Vee Okulun İlk Günü “Travma!”

İşte bu satırları sıcağı sıcağına yazıyorum. Herkesin kendi çocuğu biricik ve özel. Kılına zarar gelsin, üzülsün, ağlasın istemez. Özellikle de okula bırakırken… 3 gün öncesinden başladı oryantasyon sonrasında okula alıştırma konuşmalarımız. Buna rağmen sabah kalktığına “baba n’olur gitmeyelim” dedi. Evden çıkmamız 1 saat, çıktıktan sonra sınıfa girmemiz 1 saat sürdü. Tam okulun kapısından sorunsuzca girmiştik ki, sorumlu müdür yardımcımız “Barlaaaas” diyerek neşeli bir şekilde geldi. İyi niyetliydi belli ki, ama çocuk onu tanımıyordu. Ne dokunmasını, ne sarılmasını ne de okulun ilk oyuncak gününe getirdiği oyuncağını elinden almasını istiyordu. Sarılma ve oyuncak refleksi biz de ağlamaya dönüştü. Zaten tetikte bekliyordu, bağ kurmadan dokunmak ve elinden oyuncağını merak ederek almaya çalışma hamlesi kötü etkiledi. Ne okul ayakkabılarımızı çıkarabildik, ne sınıfa girebildik, ne koridordan çıkabildik. Arafta kaldık, tam girişte. Oturduk, diğer çocukların nasıl girdiklerini, ailelerinden nasıl ayrıldıklarını ve öğretmenleri ile nasıl sınıfa gittiklerini gözlemledik. Durulduk, sakinledik. Artık makul gelmeye başladı her şey.

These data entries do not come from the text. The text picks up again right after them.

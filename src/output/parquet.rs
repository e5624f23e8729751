//! Parquet output and read-back.

use std::collections::{HashMap, HashSet};
use std::fs::File;
use std::path::Path;
use std::sync::Arc;

use parquet::basic::{ConvertedType, Repetition, Type as PhysicalType};
use parquet::data_type::{ByteArray, ByteArrayType, DoubleType, FloatType, Int32Type, Int64Type};
use parquet::file::properties::WriterProperties;
use parquet::file::reader::{ChunkReader, FileReader};
use parquet::file::serialized_reader::SerializedFileReader;
use parquet::file::writer::{SerializedColumnWriter, SerializedFileWriter};
use parquet::record::Field as ParquetField;
use parquet::schema::types::Type;

use crate::error::{ParseError, PipelineError, PipelineResult};
use crate::types::{DataType, Field, Schema, Table, Value};

use super::csv::parse_wkt_point;

/// Write `table` to `path` as a single row group.
///
/// Every column is optional. `Int8`/`Int16` are stored as annotated INT32, strings and points
/// as UTF-8 byte arrays (points in `POINT (lon lat)` form). No index column is written.
pub fn write_parquet(table: &Table, path: impl AsRef<Path>) -> PipelineResult<()> {
    let schema = Arc::new(parquet_schema(&table.schema)?);
    let props = Arc::new(WriterProperties::builder().build());
    let file = File::create(path)?;
    let mut writer = SerializedFileWriter::new(file, schema, props)?;

    let mut row_group = writer.next_row_group()?;
    let mut idx = 0;
    while let Some(mut column) = row_group.next_column()? {
        write_column(&mut column, table, idx)?;
        column.close()?;
        idx += 1;
    }
    row_group.close()?;
    writer.close()?;
    Ok(())
}

fn parquet_schema(schema: &Schema) -> PipelineResult<Type> {
    let mut fields = Vec::with_capacity(schema.fields.len());
    for field in &schema.fields {
        fields.push(Arc::new(parquet_field(field)?));
    }
    Ok(Type::group_type_builder("schema").with_fields(fields).build()?)
}

fn parquet_field(field: &Field) -> PipelineResult<Type> {
    let (physical, converted) = match field.data_type {
        DataType::Int8 => (PhysicalType::INT32, ConvertedType::INT_8),
        DataType::Int16 => (PhysicalType::INT32, ConvertedType::INT_16),
        DataType::Int32 => (PhysicalType::INT32, ConvertedType::NONE),
        DataType::Int64 => (PhysicalType::INT64, ConvertedType::NONE),
        DataType::Float32 => (PhysicalType::FLOAT, ConvertedType::NONE),
        DataType::Float64 => (PhysicalType::DOUBLE, ConvertedType::NONE),
        DataType::Utf8 | DataType::Point => (PhysicalType::BYTE_ARRAY, ConvertedType::UTF8),
    };
    Ok(Type::primitive_type_builder(&field.name, physical)
        .with_repetition(Repetition::OPTIONAL)
        .with_converted_type(converted)
        .build()?)
}

fn write_column(
    column: &mut SerializedColumnWriter<'_>,
    table: &Table,
    idx: usize,
) -> PipelineResult<()> {
    match table.schema.fields[idx].data_type {
        DataType::Int8 | DataType::Int16 | DataType::Int32 => {
            write_values::<Int32Type, _>(column, table, idx, |v| {
                integer(v).and_then(|x| i32::try_from(x).ok())
            })
        }
        DataType::Int64 => write_values::<Int64Type, _>(column, table, idx, integer),
        DataType::Float32 => write_values::<FloatType, _>(column, table, idx, |v| {
            v.as_f64().map(|x| x as f32)
        }),
        DataType::Float64 => write_values::<DoubleType, _>(column, table, idx, Value::as_f64),
        DataType::Utf8 | DataType::Point => {
            write_values::<ByteArrayType, _>(column, table, idx, |v| {
                (!v.is_null()).then(|| ByteArray::from(v.to_string().into_bytes()))
            })
        }
    }
}

/// Write one optional column: definition level 1 for present values, 0 for nulls.
fn write_values<T, F>(
    column: &mut SerializedColumnWriter<'_>,
    table: &Table,
    idx: usize,
    convert: F,
) -> PipelineResult<()>
where
    T: parquet::data_type::DataType,
    F: Fn(&Value) -> Option<T::T>,
{
    let mut values = Vec::with_capacity(table.row_count());
    let mut def_levels = Vec::with_capacity(table.row_count());
    for v in table.column(idx) {
        match convert(v) {
            Some(x) => {
                values.push(x);
                def_levels.push(1);
            }
            None => def_levels.push(0),
        }
    }
    column
        .typed::<T>()
        .write_batch(&values, Some(&def_levels), None)?;
    Ok(())
}

fn integer(v: &Value) -> Option<i64> {
    match v {
        Value::Int8(x) => Some(i64::from(*x)),
        Value::Int16(x) => Some(i64::from(*x)),
        Value::Int32(x) => Some(i64::from(*x)),
        Value::Int64(x) => Some(*x),
        _ => None,
    }
}

/// Read a Parquet file written by [`write_parquet`] back into a [`Table`].
///
/// Every field of `schema` must exist as a column in the file.
pub fn read_parquet(path: impl AsRef<Path>, schema: &Schema) -> PipelineResult<Table> {
    let reader = SerializedFileReader::try_from(path.as_ref())?;

    let available = leaf_column_paths(&reader);
    for field in &schema.fields {
        if !available.contains(field.name.as_str()) {
            let mut columns: Vec<String> = available.iter().cloned().collect();
            columns.sort();
            return Err(PipelineError::MissingColumn {
                column: field.name.clone(),
                available: columns,
            });
        }
    }

    let mut rows: Vec<Vec<Value>> = Vec::new();
    for (idx0, row_res) in reader.into_iter().enumerate() {
        let row_num = idx0 + 1;
        let row = row_res?;

        let map: HashMap<&str, &ParquetField> = row
            .get_column_iter()
            .map(|(name, field)| (name.as_str(), field))
            .collect();

        let mut out_row: Vec<Value> = Vec::with_capacity(schema.fields.len());
        for f in &schema.fields {
            let value = match map.get(f.name.as_str()) {
                Some(v) => convert_field(f.data_type, v),
                None => Ok(Value::Null),
            };
            out_row.push(value.map_err(|source| PipelineError::InvalidValue {
                row: row_num,
                column: f.name.clone(),
                source,
            })?);
        }
        rows.push(out_row);
    }

    Ok(Table::new(schema.clone(), rows))
}

fn leaf_column_paths<R: ChunkReader + 'static>(reader: &SerializedFileReader<R>) -> HashSet<String> {
    reader
        .metadata()
        .file_metadata()
        .schema_descr()
        .columns()
        .iter()
        .map(|c| c.path().string())
        .collect()
}

fn convert_field(data_type: DataType, f: &ParquetField) -> Result<Value, ParseError> {
    let mismatch = |expected: &'static str| ParseError::new(f.to_string(), expected);
    match (data_type, f) {
        (_, ParquetField::Null) => Ok(Value::Null),
        (DataType::Int8, ParquetField::Byte(v)) => Ok(Value::Int8(*v)),
        (DataType::Int8, _) => Err(mismatch("int8")),
        (DataType::Int16, ParquetField::Short(v)) => Ok(Value::Int16(*v)),
        (DataType::Int16, _) => Err(mismatch("int16")),
        (DataType::Int32, ParquetField::Int(v)) => Ok(Value::Int32(*v)),
        (DataType::Int32, _) => Err(mismatch("int32")),
        (DataType::Int64, ParquetField::Long(v)) => Ok(Value::Int64(*v)),
        (DataType::Int64, _) => Err(mismatch("int64")),
        (DataType::Float32, ParquetField::Float(v)) => Ok(Value::Float32(*v)),
        (DataType::Float32, _) => Err(mismatch("float32")),
        (DataType::Float64, ParquetField::Double(v)) => Ok(Value::Float64(*v)),
        (DataType::Float64, _) => Err(mismatch("float64")),
        (DataType::Utf8, ParquetField::Str(s)) => Ok(Value::Utf8(s.clone())),
        (DataType::Utf8, _) => Err(mismatch("string")),
        (DataType::Point, ParquetField::Str(s)) => parse_wkt_point(s)
            .map(Value::Point)
            .ok_or_else(|| mismatch("POINT (lon lat)")),
        (DataType::Point, _) => Err(mismatch("POINT (lon lat)")),
    }
}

Sınıf öğretmeni geldi, yumuşak ses tonu ile onun seviyesine inerek konuştu. Günün planını anlattı, ne oyunlar ve yemekler var bugün paylaştı. Gitmeye razı olur gibiydi ancak benden ayrılamıyordu. Normal değil mi? Bir çocuk doğduğundan beri ilk kez  yabancı bir ortama giriyor, ailesinden tüm gün ayrılıyor. Öğretmenine ve ortama güven duymaya çalışıyor. Kargo tulumba yapılacak bir şey mi?

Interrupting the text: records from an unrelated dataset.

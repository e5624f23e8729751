use std::fmt;
use std::path::PathBuf;
use std::sync::Arc;

use tracing::{error, info};

use crate::error::PipelineError;

/// Severity classification used for observer callbacks and alerting thresholds.
#[derive(Debug, Clone, Copy, PartialEq, Eq, PartialOrd, Ord)]
pub enum PipelineSeverity {
    /// Informational event.
    Info,
    /// Warning-level event (non-fatal).
    Warning,
    /// Error-level event (run failed on bad data or configuration).
    Error,
    /// Critical error (network, geocoding or filesystem failure).
    Critical,
}

/// Pipeline stages, in run order.
#[derive(Debug, Clone, Copy, PartialEq, Eq)]
pub enum Stage {
    Extract,
    Normalize,
    LocalTimestamp,
    Geometry,
    Clean,
    Persist,
}

impl fmt::Display for Stage {
    fn fmt(&self, f: &mut fmt::Formatter<'_>) -> fmt::Result {
        let name = match self {
            Self::Extract => "extract",
            Self::Normalize => "normalize",
            Self::LocalTimestamp => "local_timestamp",
            Self::Geometry => "geometry",
            Self::Clean => "clean",
            Self::Persist => "persist",
        };
        f.write_str(name)
    }
}

/// Context about a pipeline run.
#[derive(Debug, Clone)]
pub struct PipelineContext {
    /// Feed URL being processed.
    pub feed_url: String,
    /// Primary-key column as given by the caller.
    pub primary_key: String,
}

/// Progress reported while a run succeeds.
#[derive(Debug, Clone, PartialEq)]
pub enum PipelineEvent {
    /// The feed document was downloaded.
    FeedFetched { bytes: usize },
    /// A table stage completed; `rows`/`columns` describe its output.
    StageFinished {
        stage: Stage,
        rows: usize,
        columns: usize,
    },
    /// An output file was written.
    OutputWritten { path: PathBuf, bytes: u64 },
    /// Estimated table footprint before and after compaction.
    MemoryUsage {
        before_bytes: usize,
        after_bytes: usize,
    },
}

/// Observer interface for pipeline progress and failures.
///
/// Implementors can record metrics, logs, or trigger alerts.
pub trait PipelineObserver: Send + Sync {
    /// Called for each progress event.
    fn on_event(&self, _ctx: &PipelineContext, _event: &PipelineEvent) {}

    /// Called when the run fails.
    fn on_failure(&self, _ctx: &PipelineContext, _severity: PipelineSeverity, _error: &PipelineError) {}

    /// Called when a failure meets the alert threshold.
    ///
    /// Default behavior forwards to [`Self::on_failure`].
    fn on_alert(&self, ctx: &PipelineContext, severity: PipelineSeverity, error: &PipelineError) {
        self.on_failure(ctx, severity, error)
    }
}

/// An observer that fans out callbacks to a list of observers.
#[derive(Default)]
pub struct CompositeObserver {
    observers: Vec<Arc<dyn PipelineObserver>>,
}

impl CompositeObserver {
    /// Create a new composite observer from a list of observers.
    pub fn new(observers: Vec<Arc<dyn PipelineObserver>>) -> Self {
        Self { observers }
    }
}

impl fmt::Debug for CompositeObserver {
    fn fmt(&self, f: &mut fmt::Formatter<'_>) -> fmt::Result {
        f.debug_struct("CompositeObserver")
            .field("observers_len", &self.observers.len())
            .finish()
    }
}

impl PipelineObserver for CompositeObserver {
    fn on_event(&self, ctx: &PipelineContext, event: &PipelineEvent) {
        for o in &self.observers {
            o.on_event(ctx, event);
        }
    }

    fn on_failure(&self, ctx: &PipelineContext, severity: PipelineSeverity, error: &PipelineError) {
        for o in &self.observers {
            o.on_failure(ctx, severity, error);
        }
    }

    fn on_alert(&self, ctx: &PipelineContext, severity: PipelineSeverity, error: &PipelineError) {
        for o in &self.observers {
            o.on_alert(ctx, severity, error);
        }
    }
}

/// Forwards pipeline events to `tracing`.
#[derive(Debug, Default)]
pub struct TracingObserver;

impl PipelineObserver for TracingObserver {
    fn on_event(&self, ctx: &PipelineContext, event: &PipelineEvent) {
        match event {
            PipelineEvent::FeedFetched { bytes } => {
                info!(url = %ctx.feed_url, bytes, "feed fetched")
            }
            PipelineEvent::StageFinished {
                stage,
                rows,
                columns,
            } => info!(%stage, rows, columns, "stage finished"),
            PipelineEvent::OutputWritten { path, bytes } => {
                info!(path = %path.display(), bytes, "output written")
            }
            PipelineEvent::MemoryUsage {
                before_bytes,
                after_bytes,
            } => info!(before_bytes, after_bytes, "memory usage before and after compaction"),
        }
    }

    fn on_failure(&self, ctx: &PipelineContext, severity: PipelineSeverity, error: &PipelineError) {
        error!(
            ?severity,
            url = %ctx.feed_url,
            primary_key = %ctx.primary_key,
            "pipeline failed: {error}"
        );
    }

    fn on_alert(&self, ctx: &PipelineContext, severity: PipelineSeverity, error: &PipelineError) {
        error!(
            ?severity,
            url = %ctx.feed_url,
            primary_key = %ctx.primary_key,
            "[ALERT] pipeline failed: {error}"
        );
    }
}

#[cfg(test)]
mod tests {
    use super::*;
    use std::sync::Mutex;

    #[derive(Default)]
    struct Counting {
        events: Mutex<usize>,
        failures: Mutex<usize>,
    }

    impl PipelineObserver for Counting {
        fn on_event(&self, _ctx: &PipelineContext, _event: &PipelineEvent) {
            *self.events.lock().unwrap() += 1;
        }

        fn on_failure(&self, _ctx: &PipelineContext, _s: PipelineSeverity, _e: &PipelineError) {
            *self.failures.lock().unwrap() += 1;
        }
    }

    fn ctx() -> PipelineContext {
        PipelineContext {
            feed_url: "https://example.org/feeds/licences/".into(),
            primary_key: "licence".into(),
        }
    }

    #[test]
    fn severities_are_ordered() {
        assert!(PipelineSeverity::Critical > PipelineSeverity::Error);
        assert!(PipelineSeverity::Error > PipelineSeverity::Warning);
        assert!(PipelineSeverity::Warning > PipelineSeverity::Info);
    }

    #[test]
    fn composite_fans_out_and_alert_defaults_to_failure() {
        let a = Arc::new(Counting::default());
        let b = Arc::new(Counting::default());
        let observers = vec![
            a.clone() as Arc<dyn PipelineObserver>,
            b.clone() as Arc<dyn PipelineObserver>,
        ];
        let composite = CompositeObserver::new(observers);

        let event = PipelineEvent::StageFinished {
            stage: Stage::Clean,
            rows: 1,
            columns: 2,
        };
        composite.on_event(&ctx(), &event);
        composite.on_alert(&ctx(), PipelineSeverity::Critical, &PipelineError::format("bad"));

        for o in [&a, &b] {
            assert_eq!(*o.events.lock().unwrap(), 1);
            assert_eq!(*o.failures.lock().unwrap(), 1);
        }
    }

    #[test]
    fn stage_names_are_snake_case() {
        let names: Vec<String> = [
            Stage::Extract,
            Stage::Normalize,
            Stage::LocalTimestamp,
            Stage::Geometry,
            Stage::Clean,
            Stage::Persist,
        ]
        .iter()
        .map(ToString::to_string)
        .collect();
        assert_eq!(
            names,
            ["extract", "normalize", "local_timestamp", "geometry", "clean", "persist"]
        );
    }
}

Önce sınıfa eşyalarını gönderdik, sonra da kendisini. Söz verdim bekleyeceğim diye. “Gitmeden seni göreceğim ve tamam artık gidebilirsin dediğinde gideceğim” dedim. Çocuğu içeriye bırakıp bir çıktım, bir daha da göremedim. Sanki hapishaneye veya yoğun bakıma bıraktım (Allah korusun!). Sınıfın perdeleri kapalı olduğu için göremiyoruz birbirimizi ama cam aralık. Sınıfın dışında cama yaklaşıyorum, ağlıyor. Kapıya gidiyorum, sorumlu müdür yardımcısı ve rehber öğretmenle konuşuyorum. Çıkıyorum, ağladığını tekrar duyuyorum. Eşimi arıyorum. Dönüyorum. Dinliyorum, ağlıyor. “Babamı görmek istiyorum” diyor, başka bir şey demiyor.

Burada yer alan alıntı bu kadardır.